• _Stored data entries_:
#![forbid(unsafe_code)]

//! Canonical input/event types.
//!
//! Terminals report raw mouse positions; they have no notion of a pointer
//! entering or leaving an element. [`HoverTracker`] bridges that gap by
//! hit-testing positions against one element's area and emitting
//! [`PointerEvent`]s only on transitions.
//!
//! # Design Notes
//!
//! - Mouse coordinates are 0-indexed (terminal is 1-indexed internally)
//! - Losing terminal focus counts as the pointer leaving every element

use crate::geometry::Rect;

/// Opaque identity of a mounted element.
///
/// Hosts mint ids; the tooltip only compares them. A new id for the same
/// logical element means it was remounted.
#[derive(Debug, Clone, Copy, PartialEq, Eq, Hash, PartialOrd, Ord)]
pub struct ElementId(u64);

impl ElementId {
    /// Wrap a host-assigned id.
    #[must_use]
    pub const fn new(raw: u64) -> Self {
        Self(raw)
    }

    /// The raw host-assigned value.
    #[must_use]
    pub const fn get(self) -> u64 {
        self.0
    }
}

/// Canonical input event.
#[derive(Debug, Clone, PartialEq, Eq)]
pub enum Event {
    /// A mouse event.
    Mouse(MouseEvent),

    /// Terminal was resized.
    Resize {
        /// New terminal width in columns.
        width: u16,
        /// New terminal height in rows.
        height: u16,
    },

    /// Focus gained or lost.
    ///
    /// `true` = focus gained, `false` = focus lost.
    Focus(bool),
}

/// A mouse event.
#[derive(Debug, Clone, Copy, PartialEq, Eq)]
pub struct MouseEvent {
    /// The type of mouse event.
    pub kind: MouseEventKind,

    /// X coordinate (0-indexed, leftmost column is 0).
    pub x: u16,

    /// Y coordinate (0-indexed, topmost row is 0).
    pub y: u16,
}

impl MouseEvent {
    /// Create a new mouse event.
    #[must_use]
    pub const fn new(kind: MouseEventKind, x: u16, y: u16) -> Self {
        Self { kind, x, y }
    }
}

/// The type of mouse event.
#[derive(Debug, Clone, Copy, PartialEq, Eq, Hash)]
pub enum MouseEventKind {
    /// Mouse button pressed down.
    Down(MouseButton),

    /// Mouse button released.
    Up(MouseButton),

    /// Mouse dragged while button held.
    Drag(MouseButton),

    /// Mouse moved (no button pressed).
    Moved,
}

/// Mouse button identifiers.
#[derive(Debug, Clone, Copy, PartialEq, Eq, Hash)]
pub enum MouseButton {
    /// Left mouse button.
    Left,

    /// Right mouse button.
    Right,

    /// Middle mouse button (scroll wheel click).
    Middle,
}

/// Pointer crossing an element boundary.
#[derive(Debug, Clone, Copy, PartialEq, Eq, Hash)]
pub enum PointerEventKind {
    /// Pointer moved onto the element.
    Over,
    /// Pointer moved off the element.
    Out,
}

/// A pointer transition on a specific element.
#[derive(Debug, Clone, Copy, PartialEq, Eq, Hash)]
pub struct PointerEvent {
    pub kind: PointerEventKind,
    pub target: ElementId,
}

impl PointerEvent {
    /// Pointer entered `target`.
    #[must_use]
    pub const fn over(target: ElementId) -> Self {
        Self {
            kind: PointerEventKind::Over,
            target,
        }
    }

    /// Pointer left `target`.
    #[must_use]
    pub const fn out(target: ElementId) -> Self {
        Self {
            kind: PointerEventKind::Out,
            target,
        }
    }
}

/// Turns raw mouse positions into over/out transitions for one element.
///
/// Feed every input event; only boundary crossings come back out, so a burst
/// of moves inside the element produces a single `Over`.
#[derive(Debug, Clone, Copy, Default)]
pub struct HoverTracker {
    inside: bool,
}

impl HoverTracker {
    /// Create a tracker that starts with the pointer outside.
    #[must_use]
    pub fn new() -> Self {
        Self::default()
    }

    /// Whether the pointer was last seen inside the element.
    #[must_use]
    pub fn is_inside(&self) -> bool {
        self.inside
    }

    /// Process an input event against the element's current `area`.
    pub fn feed(&mut self, event: &Event, target: ElementId, area: Rect) -> Option<PointerEvent> {
        let now_inside = match event {
            Event::Mouse(mouse) => area.contains(mouse.x, mouse.y),
            Event::Focus(false) => false,
            Event::Focus(true) | Event::Resize { .. } => return None,
        };
        if now_inside == self.inside {
            return None;
        }
        self.inside = now_inside;
        Some(if now_inside {
            PointerEvent::over(target)
        } else {
            PointerEvent::out(target)
        })
    }

    /// Forget the last position (e.g. the element was remounted elsewhere).
    pub fn reset(&mut self) {
        self.inside = false;
    }
}
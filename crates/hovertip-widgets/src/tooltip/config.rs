#![forbid(unsafe_code)]

//! Tooltip configuration.
//!
//! # Defaults
//!
//! | Setting | Default | Range | Env |
//! |---------|---------|-------|-----|
//! | `debounce.delay` | 250ms | 0-2000ms | `HOVERTIP_DEBOUNCE_MS` |
//! | `clearance` | 8 | 0-32 | `HOVERTIP_CLEARANCE` |
//! | `max_width` | 40 | 8-200 | `HOVERTIP_MAX_WIDTH` |
//! | `reset_edge_on_hide` | false | | `HOVERTIP_RESET_EDGE_ON_HIDE` |

use hovertip_core::debounce::DebounceConfig;

use super::observer::DEFAULT_CLEARANCE;

/// Default maximum panel width in cells.
pub const DEFAULT_MAX_WIDTH: u16 = 40;

/// Maximum allowed clearance.
pub const MAX_CLEARANCE: u16 = 32;

/// Minimum allowed panel width.
pub const MIN_MAX_WIDTH: u16 = 8;

/// Maximum allowed panel width.
pub const MAX_MAX_WIDTH: u16 = 200;

/// Environment variable overriding the clearance.
pub const CLEARANCE_ENV: &str = "HOVERTIP_CLEARANCE";

/// Environment variable overriding the maximum width.
pub const MAX_WIDTH_ENV: &str = "HOVERTIP_MAX_WIDTH";

/// Environment variable enabling edge reset on hide.
pub const RESET_EDGE_ENV: &str = "HOVERTIP_RESET_EDGE_ON_HIDE";

/// Per-instance tooltip configuration.
#[derive(Debug, Clone, Copy, PartialEq, Eq)]
pub struct TooltipConfig {
    /// Hover settle delay.
    pub debounce: DebounceConfig,
    /// Margin kept between panel and anchor, and added to the panel's size
    /// when testing for overflow.
    pub clearance: u16,
    /// Width at which panel text wraps, padding included.
    pub max_width: u16,
    /// Forget a sticky left/right edge correction whenever the tooltip
    /// hides. Off by default: the correction persists across hovers.
    pub reset_edge_on_hide: bool,
}

impl Default for TooltipConfig {
    fn default() -> Self {
        Self {
            debounce: DebounceConfig::default(),
            clearance: DEFAULT_CLEARANCE,
            max_width: DEFAULT_MAX_WIDTH,
            reset_edge_on_hide: false,
        }
    }
}

impl TooltipConfig {
    /// Set the hover debounce configuration.
    #[must_use]
    pub fn debounce(mut self, debounce: DebounceConfig) -> Self {
        self.debounce = debounce;
        self
    }

    /// Set the clearance.
    #[must_use]
    pub fn clearance(mut self, clearance: u16) -> Self {
        self.clearance = clearance;
        self
    }

    /// Set the maximum panel width.
    #[must_use]
    pub fn max_width(mut self, width: u16) -> Self {
        self.max_width = width;
        self
    }

    /// Set whether the sticky edge correction resets on hide.
    #[must_use]
    pub fn reset_edge_on_hide(mut self, reset: bool) -> Self {
        self.reset_edge_on_hide = reset;
        self
    }

    /// Load config from environment variables.
    ///
    /// Values are automatically clamped to valid ranges.
    #[must_use]
    pub fn from_env() -> Self {
        Self::from_lookup(|key| std::env::var(key).ok())
    }

    /// Load config through an arbitrary key lookup.
    #[must_use]
    pub fn from_lookup(lookup: impl Fn(&str) -> Option<String>) -> Self {
        let mut config = Self {
            debounce: DebounceConfig::from_lookup(&lookup),
            ..Self::default()
        };

        if let Some(val) = lookup(CLEARANCE_ENV)
            && let Ok(cells) = val.trim().parse::<u16>()
        {
            config.clearance = cells;
        }

        if let Some(val) = lookup(MAX_WIDTH_ENV)
            && let Ok(cells) = val.trim().parse::<u16>()
        {
            config.max_width = cells;
        }

        if let Some(val) = lookup(RESET_EDGE_ENV) {
            let val = val.trim();
            config.reset_edge_on_hide = val == "1" || val.eq_ignore_ascii_case("true");
        }

        config.validated()
    }

    /// Clamp values to safe ranges.
    #[must_use]
    pub fn validated(mut self) -> Self {
        self.debounce = self.debounce.validated();
        self.clearance = self.clearance.min(MAX_CLEARANCE);
        self.max_width = self.max_width.clamp(MIN_MAX_WIDTH, MAX_MAX_WIDTH);
        self
    }

    /// Check if values are within valid ranges.
    #[must_use]
    pub fn is_valid(&self) -> bool {
        self.debounce.is_valid()
            && self.clearance <= MAX_CLEARANCE
            && (MIN_MAX_WIDTH..=MAX_MAX_WIDTH).contains(&self.max_width)
    }

    /// Gap between the indicator arrow and the anchor.
    ///
    /// The arrow is one cell deep and sits flush against the panel.
    #[must_use]
    pub fn indicator_gap(&self) -> u16 {
        self.clearance.saturating_sub(1)
    }
}
#![forbid(unsafe_code)]

//! Text spans and the measurement the tooltip panel needs.
//!
//! Tooltips never draw glyphs themselves. They hand [`TextSpan`]s (a string
//! plus a named [`TextVariant`]) to whatever renders text in the host, and use
//! [`Measure`] only to size the panel before it is placed.

use hovertip_core::geometry::Size;
use unicode_segmentation::UnicodeSegmentation;
use unicode_width::UnicodeWidthStr;

/// Named text styles a tooltip asks the host to render with.
#[derive(Debug, Clone, Copy, PartialEq, Eq, Hash, Default)]
pub enum TextVariant {
    /// Body text of compact and expanded tooltips.
    #[default]
    ChipTagText,
    /// Semibold title line of an expanded tooltip.
    ChipTagTitle,
    /// Small secondary label (the extra-info corner).
    CompactLabel,
}

/// A run of text with a variant.
#[derive(Debug, Clone, PartialEq, Eq)]
pub struct TextSpan {
    pub variant: TextVariant,
    pub text: String,
    /// Whether the text may wrap. Header spans never wrap.
    pub wrap: bool,
}

impl TextSpan {
    /// A wrapping span.
    #[must_use]
    pub fn new(variant: TextVariant, text: impl Into<String>) -> Self {
        Self {
            variant,
            text: text.into(),
            wrap: true,
        }
    }

    /// A span kept on one line.
    #[must_use]
    pub fn single_line(variant: TextVariant, text: impl Into<String>) -> Self {
        Self {
            wrap: false,
            ..Self::new(variant, text)
        }
    }

    /// Body text styled for expanded tooltip contents.
    #[must_use]
    pub fn body(text: impl Into<String>) -> Self {
        Self::new(TextVariant::ChipTagText, text)
    }

    /// Lines this span occupies at the given width.
    #[must_use]
    pub fn lines(&self, max_width: u16) -> Vec<String> {
        if self.wrap {
            wrap(&self.text, max_width)
        } else {
            self.text.lines().map(str::to_owned).collect()
        }
    }
}

/// Anything whose rendered size can be computed for a width limit.
pub trait Measure {
    /// Size of the rendered content when wrapped at `max_width` columns.
    fn measure(&self, max_width: u16) -> Size;
}

impl Measure for str {
    fn measure(&self, max_width: u16) -> Size {
        size_of_lines(&wrap(self, max_width), max_width)
    }
}

impl Measure for String {
    fn measure(&self, max_width: u16) -> Size {
        self.as_str().measure(max_width)
    }
}

impl Measure for TextSpan {
    fn measure(&self, max_width: u16) -> Size {
        size_of_lines(&self.lines(max_width), max_width)
    }
}

impl Measure for [TextSpan] {
    fn measure(&self, max_width: u16) -> Size {
        self.iter().fold(Size::default(), |acc, span| {
            let s = span.measure(max_width);
            Size::new(acc.width.max(s.width), acc.height.saturating_add(s.height))
        })
    }
}

impl Measure for Vec<TextSpan> {
    fn measure(&self, max_width: u16) -> Size {
        self.as_slice().measure(max_width)
    }
}

impl<T: Measure + ?Sized> Measure for &T {
    fn measure(&self, max_width: u16) -> Size {
        (**self).measure(max_width)
    }
}

/// Display width of a string in cells.
#[must_use]
pub fn display_width(text: &str) -> usize {
    UnicodeWidthStr::width(text)
}

/// Word-wrap `text` at `max_width` columns.
///
/// Explicit newlines are kept; blank lines survive as empty strings. Words
/// wider than the limit are broken between graphemes.
#[must_use]
pub fn wrap(text: &str, max_width: u16) -> Vec<String> {
    let max_width = max_width as usize;
    if max_width == 0 {
        return vec![];
    }

    let mut lines = Vec::new();
    for paragraph in text.lines() {
        if paragraph.trim().is_empty() {
            lines.push(String::new());
            continue;
        }

        let mut current_line = String::new();
        let mut current_width: usize = 0;

        for word in paragraph.split_whitespace() {
            let word_width = display_width(word);

            if word_width > max_width {
                if current_width > 0 {
                    lines.push(std::mem::take(&mut current_line));
                    current_width = 0;
                }
                for grapheme in word.graphemes(true) {
                    let w = display_width(grapheme);
                    if current_width + w > max_width && current_width > 0 {
                        lines.push(std::mem::take(&mut current_line));
                        current_width = 0;
                    }
                    current_line.push_str(grapheme);
                    current_width += w;
                }
            } else if current_width == 0 {
                current_line.push_str(word);
                current_width = word_width;
            } else if current_width + 1 + word_width <= max_width {
                current_line.push(' ');
                current_line.push_str(word);
                current_width += 1 + word_width;
            } else {
                lines.push(std::mem::take(&mut current_line));
                current_line.push_str(word);
                current_width = word_width;
            }
        }

        if !current_line.is_empty() {
            lines.push(current_line);
        }
    }

    lines
}

fn size_of_lines(lines: &[String], max_width: u16) -> Size {
    let widest = lines
        .iter()
        .map(|l| display_width(l))
        .max()
        .unwrap_or(0)
        .min(max_width as usize);
    Size::new(widest as u16, lines.len().min(u16::MAX as usize) as u16)
}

• _DESCRIPTION OF THE TASK_: Quote the records above from their first line through the line containing "for the same", both ends included.

• _TASK RESULT_:
#![forbid(unsafe_code)]

//! Canonical input/event types.
//!
//! Terminals report raw mouse positions; they have no notion of a pointer
//! entering or leaving an element. [`HoverTracker`] bridges that gap by
//! hit-testing positions against one element's area and emitting
//! [`PointerEvent`]s only on transitions.
//!
//! # Design Notes
//!
//! - Mouse coordinates are 0-indexed (terminal is 1-indexed internally)
//! - Losing terminal focus counts as the pointer leaving every element

use crate::geometry::Rect;

/// Opaque identity of a mounted element.
///
/// Hosts mint ids; the tooltip only compares them. A new id for the same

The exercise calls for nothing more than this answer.